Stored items
== Segment start ==
/// Organization endpoints
///
/// # Endpoints
///
/// - `GET /v1/organizations` - organizations the caller belongs to
/// - `POST /v1/organizations` - create an organization (caller becomes
///   owner)
/// - `POST /v1/organizations/:id/switch` - re-issue tokens scoped to
///   another organization after a membership check
///
/// Switching never mutates an existing token. The new token pair carries
/// the new `org_id` claim, and the old tokens keep working for the old
/// organization until they expire.

use axum::{
    extract::{Path, State},
    Extension, Json,
};
use minkan_shared::{
    auth::{jwt, middleware::AuthContext},
    models::{
        membership::{CreateMembership, Membership, MembershipRole},
        organization::{CreateOrganization, Organization},
    },
};
use serde::{Deserialize, Serialize};
use uuid::Uuid;
use validator::Validate;

use crate::{
    app::AppState,
    error::{validation_error, ApiError, ApiResult},
};

/// Create organization request
#[derive(Debug, Deserialize, Validate)]
pub struct CreateOrganizationRequest {
    /// Organization name
    #[validate(length(min = 1, max = 100, message = "Name must be 1-100 characters"))]
    pub name: String,

    /// Optional logo image URL
    pub image_url: Option<String>,
}

/// Switch organization response
#[derive(Debug, Serialize, Deserialize)]
pub struct SwitchOrganizationResponse {
    /// Organization the new tokens are scoped to
    pub org_id: String,

    /// New access token
    pub access_token: String,

    /// New refresh token
    pub refresh_token: String,
}

/// Lists the organizations the caller is a member of
pub async fn list_organizations(
    State(state): State<AppState>,
    Extension(auth): Extension<AuthContext>,
) -> ApiResult<Json<Vec<Organization>>> {
    let orgs = Organization::list_by_user(&state.db, auth.user_id).await?;

    Ok(Json(orgs))
}

/// Creates an organization with the caller as owner
///
/// The organization and the owner membership commit together; an
/// organization with no members can never exist.
pub async fn create_organization(
    State(state): State<AppState>,
    Extension(auth): Extension<AuthContext>,
    Json(req): Json<CreateOrganizationRequest>,
) -> ApiResult<Json<Organization>> {
    req.validate().map_err(validation_error)?;

    let mut tx = state.db.begin().await?;

    let org = Organization::create(
        &mut *tx,
        CreateOrganization {
            name: req.name,
            image_url: req.image_url,
        },
    )
    .await?;

    Membership::create(
        &mut *tx,
        CreateMembership {
            org_id: org.id,
            user_id: auth.user_id,
            role: MembershipRole::Owner,
        },
    )
    .await?;

    tx.commit().await?;

    Ok(Json(org))
}

/// Switches the caller's session to another organization
///
/// Verifies the caller is a member of the target organization, then
/// issues a fresh token pair scoped to it.
///
/// # Errors
///
/// - `403 Forbidden`: caller is not a member of the target organization
pub async fn switch_organization(
    State(state): State<AppState>,
    Extension(auth): Extension<AuthContext>,
    Path(org_id): Path<Uuid>,
) -> ApiResult<Json<SwitchOrganizationResponse>> {
    let membership = Membership::find(&state.db, org_id, auth.user_id).await?;
    if membership.is_none() {
        return Err(ApiError::Forbidden(
            "Not a member of this organization".to_string(),
        ));
    }

    let (access_token, refresh_token) =
        jwt::issue_token_pair(auth.user_id, org_id, state.jwt_secret())?;

    Ok(Json(SwitchOrganizationResponse {
        org_id: org_id.to_string(),
        access_token,
        refresh_token,
    }))
}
== Segment end ==
DESCRIPTION OF THE TASK
Lines that contain "Deserialize" should be pulled from the entries above and reported.

ANSWER SPACE
use serde::{Deserialize, Serialize};
#[derive(Debug, Deserialize, Validate)]
#[derive(Debug, Serialize, Deserialize)]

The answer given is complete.